Faith & Action is joining with the Institute on Religion and Public Policy (IRPP) in asking US Government officials to intervene on behalf of a Christian convert from Egypt.

F&A president Rev. Rob Schenck, a long-time board member of the IRPP, said, “This situation and ones like it are not optional. The Bible commands us to do whatever we can to rescue those whose lives are at risk. That’s especially true between fellow Christians, who are our first family.”

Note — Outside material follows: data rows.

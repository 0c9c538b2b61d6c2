//! Pool and timer configuration
//!
//! Library defaults with runtime environment overrides.
//!
//! # Configuration Priority (highest wins)
//!
//! 1. Builder calls
//! 2. Environment variables (`from_env()`)
//! 3. Library defaults (`new()`)
//!
//! # Example
//!
//! ```rust,ignore
//! use regit_async::config::PoolConfig;
//!
//! let config = PoolConfig::from_env()
//!     .size(8)
//!     .thread_name("ingest");
//! ```

use regit_core::constants::{DEFAULT_POOL_SIZE_CAP, MAX_POOL_SIZE, MIN_STACK_SIZE};
use regit_core::env::{env_get, env_get_opt, env_get_str};
use regit_core::ConfigError;

pub mod defaults {
    pub const POOL_THREAD_NAME: &str = "regit-worker";
    pub const TIMER_THREAD_NAME: &str = "regit-timer";

    /// Available parallelism, capped
    pub fn pool_size() -> usize {
        std::thread::available_parallelism()
            .map(|n| n.get())
            .unwrap_or(4)
            .min(super::DEFAULT_POOL_SIZE_CAP)
    }
}

/// Worker pool configuration
#[derive(Debug, Clone, PartialEq, Eq)]
pub struct PoolConfig {
    /// Number of execution units; fixed for the pool's lifetime
    pub size: usize,
    /// Thread name prefix; units are named `{thread_name}-{index}`
    pub thread_name: String,
    /// Stack size per worker thread (None = system default)
    pub stack_size: Option<usize>,
}

impl Default for PoolConfig {
    fn default() -> Self {
        Self::from_env()
    }
}

impl PoolConfig {
    /// Create config from library defaults with environment overrides.
    ///
    /// Environment variables (all optional):
    /// - `REGIT_POOL_SIZE` - Number of worker threads
    /// - `REGIT_POOL_THREAD_NAME` - Thread name prefix
    /// - `REGIT_POOL_STACK_SIZE` - Stack size in bytes
    pub fn from_env() -> Self {
        Self::from_env_prefix("REGIT_POOL")
    }

    fn from_env_prefix(prefix: &str) -> Self {
        Self {
            size: env_get(&format!("{prefix}_SIZE"), defaults::pool_size()),
            thread_name: env_get_str(&format!("{prefix}_THREAD_NAME"), defaults::POOL_THREAD_NAME),
            stack_size: env_get_opt(&format!("{prefix}_STACK_SIZE")),
        }
    }

    /// Create config with explicit defaults (no env override).
    pub fn new() -> Self {
        Self {
            size: defaults::pool_size(),
            thread_name: defaults::POOL_THREAD_NAME.into(),
            stack_size: None,
        }
    }

    // Builder methods

    pub fn size(mut self, n: usize) -> Self {
        self.size = n;
        self
    }

    pub fn thread_name(mut self, name: impl Into<String>) -> Self {
        self.thread_name = name.into();
        self
    }

    pub fn stack_size(mut self, size: usize) -> Self {
        self.stack_size = Some(size);
        self
    }

    /// Validate configuration and return errors if invalid.
    pub fn validate(&self) -> Result<(), ConfigError> {
        validate_pool_size(self.size)?;
        if self.thread_name.is_empty() {
            return Err(ConfigError::InvalidValue("pool thread_name must not be empty"));
        }
        validate_stack_size(self.stack_size)
    }
}

/// Deferred timer configuration
#[derive(Debug, Clone, PartialEq, Eq)]
pub struct TimerConfig {
    /// Name of the background thread
    pub thread_name: String,
    /// Stack size for the background thread (None = system default)
    pub stack_size: Option<usize>,
}

impl Default for TimerConfig {
    fn default() -> Self {
        Self::from_env()
    }
}

impl TimerConfig {
    /// Environment variables (all optional):
    /// - `REGIT_TIMER_THREAD_NAME` - Background thread name
    /// - `REGIT_TIMER_STACK_SIZE` - Stack size in bytes
    pub fn from_env() -> Self {
        Self::from_env_prefix("REGIT_TIMER")
    }

    fn from_env_prefix(prefix: &str) -> Self {
        Self {
            thread_name: env_get_str(&format!("{prefix}_THREAD_NAME"), defaults::TIMER_THREAD_NAME),
            stack_size: env_get_opt(&format!("{prefix}_STACK_SIZE")),
        }
    }

    pub fn new() -> Self {
        Self {
            thread_name: defaults::TIMER_THREAD_NAME.into(),
            stack_size: None,
        }
    }

    pub fn thread_name(mut self, name: impl Into<String>) -> Self {
        self.thread_name = name.into();
        self
    }

    pub fn stack_size(mut self, size: usize) -> Self {
        self.stack_size = Some(size);
        self
    }

    pub fn validate(&self) -> Result<(), ConfigError> {
        if self.thread_name.is_empty() {
            return Err(ConfigError::InvalidValue("timer thread_name must not be empty"));
        }
        validate_stack_size(self.stack_size)
    }
}

/// Pool size must be in `1..=MAX_POOL_SIZE`
pub(crate) fn validate_pool_size(size: usize) -> Result<(), ConfigError> {
    if size == 0 || size > MAX_POOL_SIZE {
        return Err(ConfigError::PoolSize {
            size,
            max: MAX_POOL_SIZE,
        });
    }
    Ok(())
}

fn validate_stack_size(stack_size: Option<usize>) -> Result<(), ConfigError> {
    match stack_size {
        Some(size) if size < MIN_STACK_SIZE => {
            Err(ConfigError::InvalidValue("stack_size must be >= 16KB"))
        }
        _ => Ok(()),
    }
}
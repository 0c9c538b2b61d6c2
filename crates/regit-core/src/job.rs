//! Units of work and the capabilities that run them
//!
//! A [`Job`] is an opaque, zero-argument closure with no result. The pool
//! and timer never look inside one.
//!
//! Two capabilities decouple *where* a job runs from *how* it is invoked:
//!
//! - [`ThreadFactory`]: turns a worker loop entry point into a running
//!   [`ExecutionUnit`]. Swap it to name threads, pin them, or run them
//!   under a simulated scheduler in tests.
//! - [`WorkPolicy`]: invokes a dequeued job and decides what happens when
//!   it panics.
//!
//! Both are implemented for plain closures, so ad-hoc customisation needs
//! no new types:
//!
//! ```ignore
//! let factory = |index: usize, entry: WorkerEntry| {
//!     std::thread::Builder::new().name(format!("io-{index}")).spawn(entry)
//! };
//! let policy = |job: Job| job();
//! ```

use std::io;
use std::thread::JoinHandle;

/// A zero-argument unit of work with no propagated result
pub type Job = Box<dyn FnOnce() + Send + 'static>;

/// Entry point handed to a [`ThreadFactory`]; runs one worker loop to completion
pub type WorkerEntry = Box<dyn FnOnce() + Send + 'static>;

/// Box a closure as a [`Job`]
#[inline]
pub fn job<F>(f: F) -> Job
where
    F: FnOnce() + Send + 'static,
{
    Box::new(f)
}

/// Handle to one running execution unit
pub trait ExecutionUnit: Send + 'static {
    /// Block until the unit has terminated
    fn join(self);
}

impl ExecutionUnit for JoinHandle<()> {
    fn join(self) {
        // A panicking worker loop has already been reported by the panic hook.
        let _ = JoinHandle::join(self);
    }
}

/// Creates execution units bound to a worker loop entry point
pub trait ThreadFactory: Send + Sync + 'static {
    /// Handle type produced for each unit
    type Unit: ExecutionUnit;

    /// Start a unit running `entry`
    ///
    /// `index` is the position of the unit within its owner (0-based).
    fn spawn(&self, index: usize, entry: WorkerEntry) -> io::Result<Self::Unit>;
}

impl<F, U> ThreadFactory for F
where
    F: Fn(usize, WorkerEntry) -> io::Result<U> + Send + Sync + 'static,
    U: ExecutionUnit,
{
    type Unit = U;

    fn spawn(&self, index: usize, entry: WorkerEntry) -> io::Result<U> {
        self(index, entry)
    }
}

/// Strategy governing how a dequeued job is invoked
///
/// Implementations must not let a job's panic escape if the worker loop is
/// expected to survive it.
pub trait WorkPolicy: Send + Sync + 'static {
    fn begin_work(&self, job: Job);
}

impl<F> WorkPolicy for F
where
    F: Fn(Job) + Send + Sync + 'static,
{
    fn begin_work(&self, job: Job) {
        self(job)
    }
}
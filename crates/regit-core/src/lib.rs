//! # regit-core
//!
//! Core types and traits shared by the regit asynchronous-execution
//! primitives.
//!
//! This crate is platform-agnostic and spawns no threads of its own.
//! The worker pool and deferred timer live in `regit-async`.
//!
//! ## Modules
//!
//! - `job` - Job type plus the `ThreadFactory` / `WorkPolicy` capabilities
//! - `lifecycle` - Unstarted/Running/Stopped state machine
//! - `error` - Error types
//! - `env` - Environment variable utilities
//! - `logging` - tracing subscriber setup

pub mod job;
pub mod lifecycle;
pub mod error;
pub mod env;
pub mod logging;

// Re-exports for convenience
pub use job::{job, ExecutionUnit, Job, ThreadFactory, WorkPolicy, WorkerEntry};
pub use lifecycle::{Lifecycle, LifecycleGuard, LifecycleState};
pub use error::{AsyncError, AsyncResult, ConfigError};
pub use env::{env_get, env_get_opt, env_get_str};

/// Limits shared by the pool and timer configs
pub mod constants {
    /// Largest accepted pool size
    pub const MAX_POOL_SIZE: usize = 256;

    /// Cap applied to the auto-detected default pool size
    pub const DEFAULT_POOL_SIZE_CAP: usize = 64;

    /// Smallest accepted explicit stack size for spawned threads
    pub const MIN_STACK_SIZE: usize = 16 * 1024;
}
//! Default OS-thread execution units

use std::io;
use std::thread::{self, JoinHandle};

use regit_core::{ExecutionUnit, ThreadFactory, WorkerEntry};

use crate::config::PoolConfig;

/// Spawns one named OS thread per execution unit
///
/// Threads are named `{name_prefix}-{index}`.
#[derive(Debug, Clone)]
pub struct OsThreadFactory {
    name_prefix: String,
    stack_size: Option<usize>,
}

impl OsThreadFactory {
    pub fn new(name_prefix: impl Into<String>) -> Self {
        Self {
            name_prefix: name_prefix.into(),
            stack_size: None,
        }
    }

    pub fn with_stack_size(mut self, size: usize) -> Self {
        self.stack_size = Some(size);
        self
    }

    pub fn from_config(config: &PoolConfig) -> Self {
        Self {
            name_prefix: config.thread_name.clone(),
            stack_size: config.stack_size,
        }
    }

    pub fn name_prefix(&self) -> &str {
        &self.name_prefix
    }
}

impl Default for OsThreadFactory {
    fn default() -> Self {
        Self::new(crate::config::defaults::POOL_THREAD_NAME)
    }
}

impl ThreadFactory for OsThreadFactory {
    type Unit = OsThread;

    fn spawn(&self, index: usize, entry: WorkerEntry) -> io::Result<OsThread> {
        let mut builder = thread::Builder::new().name(format!("{}-{}", self.name_prefix, index));

        if let Some(stack_size) = self.stack_size {
            builder = builder.stack_size(stack_size);
        }

        builder.spawn(entry).map(OsThread)
    }
}

/// A spawned OS thread, joined by [`ExecutionUnit::join`]
#[derive(Debug)]
pub struct OsThread(JoinHandle<()>);

impl OsThread {
    pub fn name(&self) -> Option<&str> {
        self.0.thread().name()
    }
}

impl ExecutionUnit for OsThread {
    fn join(self) {
        let name = self.0.thread().name().unwrap_or("<unnamed>").to_owned();
        if self.0.join().is_err() {
            tracing::error!(thread = %name, "execution unit panicked");
        }
    }
}
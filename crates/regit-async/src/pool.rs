//! Fixed-size worker pool
//!
//! `size` execution units consume jobs from one shared FIFO queue. The
//! queue and the `stopping` flag live under a single mutex paired with a
//! condition variable; every wait re-checks its predicate.
//!
//! # Lifecycle
//!
//! ```text
//!   new() ──► Unstarted ──start()──► Running ──stop()/drop──► Stopped
//! ```
//!
//! `start` and `stop` take effect once; repeated or concurrent calls are
//! no-ops, and a concurrent `stop` returns only after the first caller
//! has joined every unit. There is no restart.
//!
//! # Shutdown policy
//!
//! `stop` does not drain. A unit that wakes and sees `stopping` exits even
//! if jobs are still queued; those jobs, and anything posted afterwards,
//! stay in the queue and never run. A job already executing is not
//! interrupted, and `stop` blocks until it returns.
//!
//! Calling `stop` (or dropping the pool) from inside one of its own jobs
//! deadlocks: the unit would be joining itself.

use std::collections::VecDeque;
use std::fmt;
use std::sync::atomic::{AtomicUsize, Ordering};
use std::sync::Arc;

use parking_lot::{Condvar, Mutex};
use regit_core::{
    AsyncResult, ExecutionUnit, Job, Lifecycle, LifecycleState, ThreadFactory, WorkPolicy,
};

use crate::config::{validate_pool_size, PoolConfig};
use crate::policy::DefaultWorkPolicy;
use crate::thread::OsThreadFactory;

/// State guarded by the queue mutex
struct QueueState {
    jobs: VecDeque<Job>,
    /// Monotonic false → true
    stopping: bool,
}

/// Shared between the pool handle and its execution units
struct PoolShared<P> {
    queue: Mutex<QueueState>,
    /// Signaled on enqueue (one) and on stop (all)
    available: Condvar,
    policy: P,
    /// Units currently inside the worker loop
    alive: AtomicUsize,
}

/// Bounded pool of execution units draining a shared FIFO queue
///
/// Not `Clone`: the pool exclusively owns its units. Share it by reference
/// or through an `Arc<ThreadPool>`.
///
/// # Example
///
/// ```ignore
/// let pool = ThreadPool::new(3)?;
/// pool.start();
/// pool.post(|| println!("hello from a worker"));
/// pool.stop();
/// ```
pub struct ThreadPool<F = OsThreadFactory, P = DefaultWorkPolicy>
where
    F: ThreadFactory,
    P: WorkPolicy,
{
    shared: Arc<PoolShared<P>>,
    factory: F,
    /// Lock order: `lifecycle` before `units`
    lifecycle: Lifecycle,
    units: Mutex<Vec<F::Unit>>,
    size: usize,
}

impl ThreadPool {
    /// Pool of `size` OS threads with the default work policy
    pub fn new(size: usize) -> AsyncResult<Self> {
        Self::with_config(PoolConfig::new().size(size))
    }

    /// Pool built from a validated [`PoolConfig`]
    pub fn with_config(config: PoolConfig) -> AsyncResult<Self> {
        config.validate()?;
        Ok(Self::from_parts(
            config.size,
            OsThreadFactory::from_config(&config),
            DefaultWorkPolicy,
        ))
    }

    /// Builder for pools with a custom thread factory or work policy
    pub fn builder(size: usize) -> PoolBuilder {
        PoolBuilder::new(size)
    }
}
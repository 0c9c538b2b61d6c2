//! `REGIT_*` environment overrides
//!
//! Values are trimmed before parsing. A variable that is unset or fails to
//! parse counts as absent, so a typo falls back to the library default
//! rather than failing construction.

use std::str::FromStr;

/// Parsed value of `key`, if set and well-formed
pub fn env_get_opt<T: FromStr>(key: &str) -> Option<T> {
    std::env::var(key).ok()?.trim().parse().ok()
}

/// Parsed value of `key`, or `default`
pub fn env_get<T: FromStr>(key: &str, default: T) -> T {
    env_get_opt(key).unwrap_or(default)
}

/// Raw value of `key`, or `default` when unset or blank
pub fn env_get_str(key: &str, default: &str) -> String {
    match std::env::var(key) {
        Ok(v) if !v.trim().is_empty() => v,
        _ => default.to_owned(),
    }
}
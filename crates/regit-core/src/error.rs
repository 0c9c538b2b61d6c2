//! Error types for the regit async primitives
//!
//! Errors only surface from constructors. `post`, `start` and `stop` never
//! fail from the caller's point of view.

use std::io;

use thiserror::Error;

/// Result type for constructor-level operations
pub type AsyncResult<T> = Result<T, AsyncError>;

/// Errors that can occur while building a pool or timer
#[derive(Debug, Error)]
pub enum AsyncError {
    /// Configuration failed validation
    #[error("invalid config: {0}")]
    Config(#[from] ConfigError),

    /// The OS refused to create an execution unit
    #[error("failed to spawn execution unit: {0}")]
    Spawn(#[source] io::Error),
}

/// Configuration error
#[derive(Debug, Clone, PartialEq, Eq, Error)]
pub enum ConfigError {
    #[error("{0}")]
    InvalidValue(&'static str),

    #[error("pool size {size} out of range 1..={max}")]
    PoolSize { size: usize, max: usize },
}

NGOs, Religious Leaders Call on US Government to Halt Deportation of Coptic Christian to Egypt

Washington, DC -Faith groups, non-governmental organizations, and religious leaders from across the political spectrum have called on the US Government to prevent the deportation of Sameh Khouzam, a Coptic Christian, back to Egypt.

In letters to Secretary of State Hillary Rodham Clinton, Attorney General Eric Holder, Secretary of Homeland Security Janet Napolitano, and Solicitor General Elena Kagan, the leaders point out that “The U.S. Government has sought to return him to Egypt based on diplomatic assurances from the Egyptian Government that he will not be tortured upon return.  In light of the Second Circuit’s finding, and Egypt’s well-documented record of consistently engaging in torture against its own citizens in general and religious minorities in particular, we find it unconscionable that the U.S. Government would take at face value a ‘diplomatic assurance’ from the Egyptian Government that Mr. Khouzam will not be tortured upon his return.”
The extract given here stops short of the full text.